Question 22.9: A solution is 0.100 M in Ag^+(aq) and 0.100 M in Pb^2+(aq). ......
A solution is 0.100 M in Ag^+(aq) and 0.100 M in Pb^{2+}(aq). Can these two ions be separated by precipitation with Cl^-(aq)? Assume that “separation” means that 99.0% of either ion is precipitated without precipitating the other ion.
The two solubility equilibrium equations and their respective solubility-product constants are
AgCl(s) ⇋ Ag^+(aq) + Cl^−(aq) \qquad K_{sp} = 1.8 × 10^{−10}\ M^2
PbCl_{2}(s) ⇋ Pb^{2+}(aq) + 2\ Cl^{−}(aq) \qquad K_{sp} = 1.5 × 10^{−5}\ M^3
The minimum values of [Cl^-] required to initiate precipitation of Ag^+(aq) and Pb^{2+}(aq) are given by solving each solubility-product expression for [Cl^-]. For Ag^+(aq), we have
K_{sp} = [Ag^+][Cl^−]so that
[Cl^–] =\frac{K_{sp}}{[Ag^+]} =\frac{1.8 × 10^{–10}\ M^2}{0.100\ M} =1.8 × 10^{–9}\ MFor Pb^{2+}(aq), we have
K_{sp} = [Pb^{2+}][Cl^{−}]^2so
[Cl^–] =\left(\frac{K_{sp}}{[Pb^{2+}]} \right) ^{1/2}=\left(\frac{1.5 × 10^{–5}\ M^3}{0.100\ M} \right) ^{1/2}=1.2 × 10^{–2}\ MBecause a much smaller concentration of Cl^-(aq) is required to precipitate the Ag^+(aq) ions than to precipitate the Pb^{2+}(aq) ions, the Ag^+(aq) will precipitate before the Pb^{2+}(aq).
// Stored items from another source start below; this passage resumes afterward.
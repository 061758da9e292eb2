//! # Health and audit reporter.
//!
//! [`HealthReporter`] never mutates what it observes: every method is a read
//! of bus history, listener registrations or dispatcher state.
//!
//! ```text
//! HealthReporter
//!   ├─► ui bus   ── history(filter), counts per kind
//!   ├─► app bus  ── history(filter), counts per kind
//!   └─► dispatcher ── health() { healthy, queue_depth, online }
//! ```

use std::collections::BTreeMap;
use std::sync::Arc;

use serde::Serialize;

use crate::catalog::{AppEvent, UiEvent};
use crate::dispatch::{Dispatcher, HealthStatus};
use crate::events::{EventBus, EventKind, HistoryEntry};

/// Diagnostics for one bus.
#[derive(Debug, Clone, PartialEq, Eq, Serialize)]
#[serde(rename_all = "camelCase")]
pub struct BusDiagnostics {
    /// Bus name.
    pub name: &'static str,
    /// Entries currently held in history.
    pub history_len: usize,
    /// History ring capacity.
    pub history_capacity: usize,
    /// Entries in history per event name (only kinds with at least one entry).
    pub counts: BTreeMap<&'static str, usize>,
    /// Registered listeners per event name (only kinds with listeners).
    pub listeners: BTreeMap<&'static str, usize>,
    /// Sequence number of the most recent entry.
    pub last_seq: Option<u64>,
}

impl BusDiagnostics {
    fn collect<K: EventKind>(bus: &EventBus<K>) -> Self {
        let history = bus.history(None);

        let mut counts = BTreeMap::new();
        for entry in &history {
            *counts.entry(entry.kind.name()).or_insert(0) += 1;
        }
        let listeners = K::all()
            .iter()
            .filter_map(|k| match bus.listener_count(*k) {
                0 => None,
                n => Some((k.name(), n)),
            })
            .collect();

        Self {
            name: bus.name(),
            history_len: history.len(),
            history_capacity: bus.config().history_capacity_clamped(),
            counts,
            listeners,
            last_seq: history.last().map(|e| e.seq),
        }
    }
}

/// Point-in-time summary of the whole runtime.
#[derive(Debug, Clone, PartialEq, Eq, Serialize)]
#[serde(rename_all = "camelCase")]
pub struct DiagnosticsSnapshot {
    pub ui: BusDiagnostics,
    pub app: BusDiagnostics,
    pub dispatcher: HealthStatus,
}

/// Read-only view over both buses and the dispatcher.
#[derive(Clone)]
pub struct HealthReporter {
    ui: Arc<EventBus<UiEvent>>,
    app: Arc<EventBus<AppEvent>>,
    dispatcher: Dispatcher,
}

impl HealthReporter {
    /// Creates a reporter over the given instances.
    pub fn new(
        ui: Arc<EventBus<UiEvent>>,
        app: Arc<EventBus<AppEvent>>,
        dispatcher: Dispatcher,
    ) -> Self {
        Self { ui, app, dispatcher }
    }

    /// UI bus history in emission order, optionally filtered by kind.
    pub fn ui_history(&self, filter: Option<UiEvent>) -> Vec<HistoryEntry<UiEvent>> {
        self.ui.history(filter)
    }

    /// App bus history in emission order, optionally filtered by kind.
    pub fn app_history(&self, filter: Option<AppEvent>) -> Vec<HistoryEntry<AppEvent>> {
        self.app.history(filter)
    }

    /// Current dispatcher health.
    pub fn dispatcher_health(&self) -> HealthStatus {
        self.dispatcher.health()
    }

    /// Collects a serializable summary.
    pub fn snapshot(&self) -> DiagnosticsSnapshot {
        DiagnosticsSnapshot {
            ui: BusDiagnostics::collect(&self.ui),
            app: BusDiagnostics::collect(&self.app),
            dispatcher: self.dispatcher.health(),
        }
    }
}
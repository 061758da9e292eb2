//! # HTTP sink.
//!
//! Posts batches as JSON to a collector endpoint:
//!
//! ```text
//! POST <endpoint>
//! content-type: application/json
//!
//! { "events": [ { "name": "cta_clicked", "properties": { ... } } ] }
//! ```
//!
//! Response mapping (see [`DeliveryError::from_status`]):
//! - `2xx` → delivered
//! - `408`, `429`, `5xx` → retryable
//! - other `4xx` → permanent
//!
//! Transport failures (`connect`, request timeout) map onto the retryable
//! [`DeliveryError::NetworkUnavailable`] and [`DeliveryError::Timeout`].

use std::time::Duration;

use async_trait::async_trait;
use serde::Serialize;

use crate::dispatch::event::TelemetryEvent;
use crate::dispatch::sink::TelemetrySink;
use crate::error::DeliveryError;

#[derive(Serialize)]
struct Envelope<'a> {
    events: &'a [TelemetryEvent],
}

/// Sink that posts JSON batches with `reqwest`.
#[derive(Debug, Clone)]
pub struct HttpSink {
    client: reqwest::Client,
    endpoint: String,
    timeout: Option<Duration>,
}

impl HttpSink {
    /// Creates a sink for `endpoint` with an optional per-request timeout.
    pub fn new(endpoint: impl Into<String>, timeout: Option<Duration>) -> Result<Self, DeliveryError> {
        let mut builder = reqwest::Client::builder();
        if let Some(t) = timeout {
            builder = builder.timeout(t);
        }
        let client = builder
            .build()
            .map_err(|e| DeliveryError::Other(format!("http client init failed: {e}")))?;
        Ok(Self {
            client,
            endpoint: endpoint.into(),
            timeout,
        })
    }

    /// Collector URL.
    pub fn endpoint(&self) -> &str {
        &self.endpoint
    }

    fn map_transport(&self, err: reqwest::Error) -> DeliveryError {
        if err.is_timeout() {
            DeliveryError::Timeout {
                after: self.timeout.unwrap_or_default(),
            }
        } else if err.is_connect() || err.is_request() {
            DeliveryError::NetworkUnavailable(err.to_string())
        } else if err.is_builder() {
            DeliveryError::MalformedRequest(err.to_string())
        } else {
            DeliveryError::Other(err.to_string())
        }
    }
}

#[async_trait]
impl TelemetrySink for HttpSink {
    async fn deliver(&self, batch: &[TelemetryEvent]) -> Result<(), DeliveryError> {
        let response = self
            .client
            .post(&self.endpoint)
            .json(&Envelope { events: batch })
            .send()
            .await
            .map_err(|e| self.map_transport(e))?;

        match DeliveryError::from_status(response.status().as_u16()) {
            None => Ok(()),
            Some(err) => Err(err),
        }
    }

    fn name(&self) -> &str {
        "http"
    }
}

#[cfg(test)]
mod tests {
    use super::*;
    use httpmock::Method::POST;
    use httpmock::MockServer;
    use serde_json::{Map, json};

    fn batch() -> Vec<TelemetryEvent> {
        let mut props = Map::new();
        props.insert("ctaLabel".into(), json!("Join"));
        vec![TelemetryEvent::new("cta_clicked", props)]
    }

    #[tokio::test]
    async fn posts_envelope_and_accepts_2xx() {
        let server = MockServer::start();
        let mock = server.mock(|when, then| {
            when.method(POST)
                .path("/collect")
                .header("content-type", "application/json")
                .body_contains("\"events\"")
                .body_contains("\"name\":\"cta_clicked\"")
                .body_contains("\"ctaLabel\":\"Join\"");
            then.status(202);
        });

        let sink = HttpSink::new(server.url("/collect"), Some(Duration::from_secs(2))).unwrap();
        sink.deliver(&batch()).await.unwrap();

        mock.assert();
    }

    #[tokio::test]
    async fn maps_server_errors_to_retryable() {
        let server = MockServer::start();
        server.mock(|when, then| {
            when.method(POST).path("/collect");
            then.status(503);
        });

        let sink = HttpSink::new(server.url("/collect"), None).unwrap();
        let err = sink.deliver(&batch()).await.unwrap_err();

        assert_eq!(err, DeliveryError::SinkUnavailable { status: 503 });
        assert!(err.is_retryable());
    }

    #[tokio::test]
    async fn maps_client_errors_to_permanent() {
        let server = MockServer::start();
        server.mock(|when, then| {
            when.method(POST).path("/collect");
            then.status(401);
        });

        let sink = HttpSink::new(server.url("/collect"), None).unwrap();
        let err = sink.deliver(&batch()).await.unwrap_err();

        assert_eq!(err, DeliveryError::Rejected { status: 401 });
        assert!(!err.is_retryable());
    }

    #[tokio::test]
    async fn unreachable_endpoint_is_network_unavailable() {
        // Port 9 (discard) on localhost is not expected to accept connections.
        let sink = HttpSink::new("http://127.0.0.1:9/collect", Some(Duration::from_secs(2))).unwrap();
        let err = sink.deliver(&batch()).await.unwrap_err();

        assert!(err.is_retryable(), "unexpected error: {err:?}");
    }
}
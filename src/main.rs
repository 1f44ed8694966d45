//! adstudio - AI campaign asset studio
//!
//! A terminal studio that:
//! - turns a creative brief into N distinct campaign variants via Gemini
//! - generates one Imagen visual per variant (single fallback attempt)
//! - attaches simulated A/B metrics and a recommendation
//! - exports campaign JSON plus a zip archive of images

use anyhow::{Context, Result, bail};
use clap::Parser;
use std::path::{Path, PathBuf};
use tracing_subscriber::{EnvFilter, fmt};

use adstudio::campaign::{self, CreativeBrief, MAX_VARIANTS, build_variants};
use adstudio::config::{Config, DEFAULT_LOCATION, DEFAULT_VARIANT_COUNT};
use adstudio::export::{CampaignExport, write_image_archive};
use adstudio::llm::gemini::{DEFAULT_TEXT_MODEL, GeminiClient};
use adstudio::llm::imagen::{
    DEFAULT_FALLBACK_MODEL, DEFAULT_IMAGE_MODEL, ImageModel, ImagenClient, VertexTarget,
    generate_with_fallback,
};
use adstudio::repl::{self, Repl, colors};

#[derive(Parser)]
#[command(name = "adstudio")]
#[command(about = "AI campaign asset studio: A/B creative variants with Gemini and Imagen")]
struct Args {
    /// Gemini API key
    #[arg(long, env = "GEMINI_API_KEY")]
    gemini_api_key: Option<String>,

    /// Google Cloud project id (routes image calls through Vertex AI)
    #[arg(long, env = "GOOGLE_CLOUD_PROJECT_ID")]
    project_id: Option<String>,

    /// Google Cloud region for Vertex AI
    #[arg(long, env = "GOOGLE_CLOUD_REGION")]
    location: Option<String>,

    /// Text generation model
    #[arg(long)]
    text_model: Option<String>,

    /// Primary image generation model
    #[arg(long)]
    image_model: Option<String>,

    /// Fallback image generation model, tried once if the primary fails
    #[arg(long)]
    image_fallback_model: Option<String>,

    /// Number of campaign variants to request per brief
    #[arg(long, short = 'n')]
    variants: Option<usize>,

    /// Generate once for this brief and exit (interactive session otherwise)
    #[arg(long)]
    brief: Option<String>,

    /// Also generate one image per variant (only with --brief)
    #[arg(long)]
    images: bool,

    /// Output directory for exports
    #[arg(long, short = 'o', default_value = "campaign_out")]
    out: PathBuf,
}

#[tokio::main]
async fn main() -> Result<()> {
    // Load .env file (from ~/.adstudio/.env or current dir)
    let env_path = dirs::home_dir()
        .map(|h| h.join(".adstudio").join(".env"))
        .filter(|p| p.exists());
    if let Some(path) = env_path {
        let _ = dotenvy::from_path(&path);
    } else {
        let _ = dotenvy::dotenv(); // fallback to current dir
    }

    // Initialize logging
    fmt()
        .with_env_filter(EnvFilter::from_default_env())
        .init();

    let args = Args::parse();

    // Load config file (~/.adstudio/config.toml)
    let config = Config::load();

    // Resolve values: CLI args > env vars (handled by clap) > config file > defaults
    let api_key = args
        .gemini_api_key
        .or(config.gemini_api_key)
        .context("GEMINI_API_KEY required (set via --gemini-api-key, env var, or ~/.adstudio/config.toml)")?;

    let project_id = args.project_id.or(config.project_id);

    let location = args
        .location
        .or(config.location)
        .unwrap_or_else(|| DEFAULT_LOCATION.to_string());

    let text_model = args
        .text_model
        .or(config.text_model)
        .unwrap_or_else(|| DEFAULT_TEXT_MODEL.to_string());

    let image_model = args
        .image_model
        .or(config.image_model)
        .unwrap_or_else(|| DEFAULT_IMAGE_MODEL.to_string());

    let fallback_model = args
        .image_fallback_model
        .or(config.image_fallback_model)
        .unwrap_or_else(|| DEFAULT_FALLBACK_MODEL.to_string());

    let variant_count = args
        .variants
        .or(config.variant_count)
        .unwrap_or(DEFAULT_VARIANT_COUNT);
    if variant_count == 0 || variant_count > MAX_VARIANTS {
        bail!("variant count must be between 1 and {}", MAX_VARIANTS);
    }

    use adstudio::repl::colors::ansi::*;

    // Pretty startup banner
    println!();
    println!("{}", colors::banner_accent(&format!("  adstudio {}", env!("CARGO_PKG_VERSION"))));
    println!("{}", colors::separator(50));
    println!("{}", colors::banner_line("Text model", &text_model));
    println!(
        "{}",
        colors::banner_line(
            "Image model",
            &format!("{} (fallback: {})", image_model, fallback_model)
        )
    );
    match &project_id {
        Some(project) => println!(
            "{}",
            colors::banner_line("Endpoint", &format!("Vertex AI ({} / {})", project, location))
        ),
        None => println!(
            "{}",
            colors::banner_line(
                "Endpoint",
                &format!("Generative Language API {}({} unused){}", DIM, location, RESET)
            )
        ),
    }
    println!("{}", colors::banner_line("Variants", &variant_count.to_string()));
    println!("{}", colors::separator(50));
    println!();

    let gemini = GeminiClient::with_model(api_key.clone(), text_model);

    let vertex = project_id.map(|project_id| VertexTarget {
        project_id,
        location,
    });
    let primary = ImagenClient::new(api_key.clone(), image_model, vertex.clone())
        .context("failed to build image client")?;
    let fallback = ImagenClient::new(api_key, fallback_model, vertex)
        .context("failed to build fallback image client")?;

    match args.brief {
        Some(brief) => {
            run_once(
                gemini,
                Box::new(primary),
                Box::new(fallback),
                &brief,
                variant_count,
                args.images,
                &args.out,
            )
            .await
        }
        None => {
            let mut repl = Repl::new(
                gemini,
                Box::new(primary),
                Box::new(fallback),
                variant_count,
                args.out,
            )?;
            repl.run().await
        }
    }
}

/// One non-interactive pass: generate, render, export.
async fn run_once(
    gemini: GeminiClient,
    primary: Box<dyn ImageModel>,
    fallback: Box<dyn ImageModel>,
    brief: &str,
    variant_count: usize,
    with_images: bool,
    out: &Path,
) -> Result<()> {
    // Validate before any API call is made
    let brief = CreativeBrief::new(brief)?;

    let assets = gemini
        .generate_variants(&brief, variant_count)
        .await
        .context("campaign generation failed")?;
    let variants = build_variants(assets);

    repl::render_campaign(&brief, &variants);

    let mut images: std::collections::HashMap<String, Vec<u8>> = Default::default();
    if with_images {
        for variant in &variants {
            println!(
                "{}",
                colors::status(&format!("Generating image for variant {}...", variant.label))
            );
            match generate_with_fallback(
                primary.as_ref(),
                fallback.as_ref(),
                &variant.asset.image_prompt,
            )
            .await
            {
                Ok(bytes) => {
                    images.insert(variant.label.clone(), bytes);
                }
                Err(e) => println!(
                    "{}",
                    colors::error(&format!(
                        "Image generation for variant {} failed: {}",
                        variant.label, e
                    ))
                ),
            }
        }
    }

    let export = CampaignExport::new(&brief, &variants);
    let path = export.write_to(out)?;
    println!("{}", colors::success(&format!("Wrote {}", path.display())));

    if !images.is_empty() {
        let path = write_image_archive(out, &images)?;
        println!("{}", colors::success(&format!("Wrote {}", path.display())));
    }

    if let Some(best) = campaign::recommend(&variants) {
        tracing::info!(recommended = %best.label, "campaign complete");
    }

    Ok(())
}
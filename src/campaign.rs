//! Campaign data model: briefs, variants, and the recommendation rule.

use serde::{Deserialize, Serialize};
use std::fmt;
use thiserror::Error;

use crate::metrics::SimulatedMetrics;

/// Upper bound on variants per campaign; the prompt template only carries
/// this many distinct creative approaches.
pub const MAX_VARIANTS: usize = 8;

/// Errors from brief validation.
#[derive(Debug, Error, PartialEq)]
pub enum BriefError {
    #[error("creative brief must not be empty")]
    Empty,
}

/// User-supplied description of the desired campaign.
///
/// Validated non-empty at construction, before any API call is made.
#[derive(Debug, Clone, PartialEq)]
pub struct CreativeBrief(String);

impl CreativeBrief {
    pub fn new(text: impl Into<String>) -> Result<Self, BriefError> {
        let text = text.into();
        if text.trim().is_empty() {
            return Err(BriefError::Empty);
        }
        Ok(Self(text))
    }

    pub fn as_str(&self) -> &str {
        &self.0
    }
}

impl fmt::Display for CreativeBrief {
    fn fmt(&self, f: &mut fmt::Formatter<'_>) -> fmt::Result {
        f.write_str(&self.0)
    }
}

/// Three hex colors, ordered primary / secondary / accent.
#[derive(Debug, Clone, PartialEq, Serialize, Deserialize)]
pub struct ColorPalette {
    pub primary: String,
    pub secondary: String,
    pub accent: String,
}

impl ColorPalette {
    /// Ordered (value, role) pairs for rendering.
    pub fn entries(&self) -> [(&str, &'static str); 3] {
        [
            (self.primary.as_str(), "primary"),
            (self.secondary.as_str(), "secondary"),
            (self.accent.as_str(), "accent"),
        ]
    }
}

/// One creative option as returned by the text model.
#[derive(Debug, Clone, PartialEq, Serialize, Deserialize)]
pub struct CampaignAsset {
    pub slogan: String,
    pub image_prompt: String,
    pub color_palette: ColorPalette,
    pub font_recommendation: String,
}

/// A labeled variant with its simulated performance metrics.
///
/// Variants are independent; nothing relates one to another beyond being
/// generated from the same brief.
#[derive(Debug, Clone, PartialEq, Serialize, Deserialize)]
pub struct CampaignVariant {
    pub label: String,
    #[serde(flatten)]
    pub asset: CampaignAsset,
    pub metrics: SimulatedMetrics,
}

/// Label for the variant at `index`: "A", "B", "C", ...
pub fn variant_label(index: usize) -> String {
    debug_assert!(index < 26);
    char::from(b'A' + (index % 26) as u8).to_string()
}

/// Assign labels and fresh simulated metrics to parsed assets, in order.
pub fn build_variants(assets: Vec<CampaignAsset>) -> Vec<CampaignVariant> {
    assets
        .into_iter()
        .enumerate()
        .map(|(index, asset)| CampaignVariant {
            label: variant_label(index),
            asset,
            metrics: SimulatedMetrics::simulate(),
        })
        .collect()
}

/// Pick the variant with the highest combined score. Ties resolve to the
/// earliest variant.
pub fn recommend(variants: &[CampaignVariant]) -> Option<&CampaignVariant> {
    let mut best: Option<&CampaignVariant> = None;
    for variant in variants {
        match best {
            Some(current)
                if variant.metrics.combined_score() <= current.metrics.combined_score() => {}
            _ => best = Some(variant),
        }
    }
    best
}

#[cfg(test)]
mod tests {
    use super::*;

    fn asset(slogan: &str) -> CampaignAsset {
        CampaignAsset {
            slogan: slogan.into(),
            image_prompt: "a busy city street at dawn".into(),
            color_palette: ColorPalette {
                primary: "#102030".into(),
                secondary: "#405060".into(),
                accent: "#708090".into(),
            },
            font_recommendation: "Inter".into(),
        }
    }

    fn variant(label: &str, ctr: f64, engagement: f64, conversion: f64) -> CampaignVariant {
        CampaignVariant {
            label: label.into(),
            asset: asset(label),
            metrics: SimulatedMetrics {
                ctr,
                engagement,
                conversion,
            },
        }
    }

    #[test]
    fn test_empty_brief_rejected() {
        assert_eq!(CreativeBrief::new(""), Err(BriefError::Empty));
        assert_eq!(CreativeBrief::new("   \n\t"), Err(BriefError::Empty));
    }

    #[test]
    fn test_brief_passthrough() {
        let brief = CreativeBrief::new("Launch promo for a fantasy football app").unwrap();
        assert_eq!(brief.as_str(), "Launch promo for a fantasy football app");
    }

    #[test]
    fn test_variant_labels() {
        assert_eq!(variant_label(0), "A");
        assert_eq!(variant_label(1), "B");
        assert_eq!(variant_label(7), "H");
    }

    #[test]
    fn test_build_variants_labels_in_order() {
        let variants = build_variants(vec![asset("one"), asset("two")]);
        assert_eq!(variants.len(), 2);
        assert_eq!(variants[0].label, "A");
        assert_eq!(variants[1].label, "B");
        assert_eq!(variants[0].asset.slogan, "one");
    }

    #[test]
    fn test_recommend_highest_score() {
        let variants = vec![
            variant("A", 3.0, 20.0, 2.0),
            variant("B", 8.0, 40.0, 4.5),
            variant("C", 5.0, 30.0, 3.0),
        ];
        assert_eq!(recommend(&variants).unwrap().label, "B");
    }

    #[test]
    fn test_recommend_tie_picks_earliest() {
        let variants = vec![variant("A", 4.0, 20.0, 2.0), variant("B", 4.0, 20.0, 2.0)];
        assert_eq!(recommend(&variants).unwrap().label, "A");
    }

    #[test]
    fn test_recommend_empty() {
        assert!(recommend(&[]).is_none());
    }
}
If we precipitate 99.0% of the Ag^+(aq) according to the statement of the problem, then the concentration of Ag^+(aq) that would remain in solution is 1.0 % of 0.100 M, or 1.0 × 10^{-3}\ M. The concentration of Cl^-(aq) that will give this concentration of Ag^+(aq) is obtained from
[Cl^–] =\frac{K_{sp}}{[Ag^+]} =\frac{1.8 × 10^{–10}\ M^2}{1.0 × 10^{–3}\ M } =1.8 × 10^{–7}\ MTo determine whether Pb^{2+}(aq) will or will not precipitate with this concentration of Cl^-(aq), we calculate Q_{sp}:
Q_{sp} = [Pb^{2+}]_{0} [Cl^−]_{0}^{2} = (0.100\ M)(1.8 × 10^{−7}\ M)^2 = 3.2 × 10^{−15}\ M^3We see that Q_{sp} < K_{sp} for PbCl_{2}(s). Therefore, PbCl_{2}(s) will not precipitate, and the separation of the Ag^+(aq) and Pb^{2+}(aq) can be accomplished under these conditions.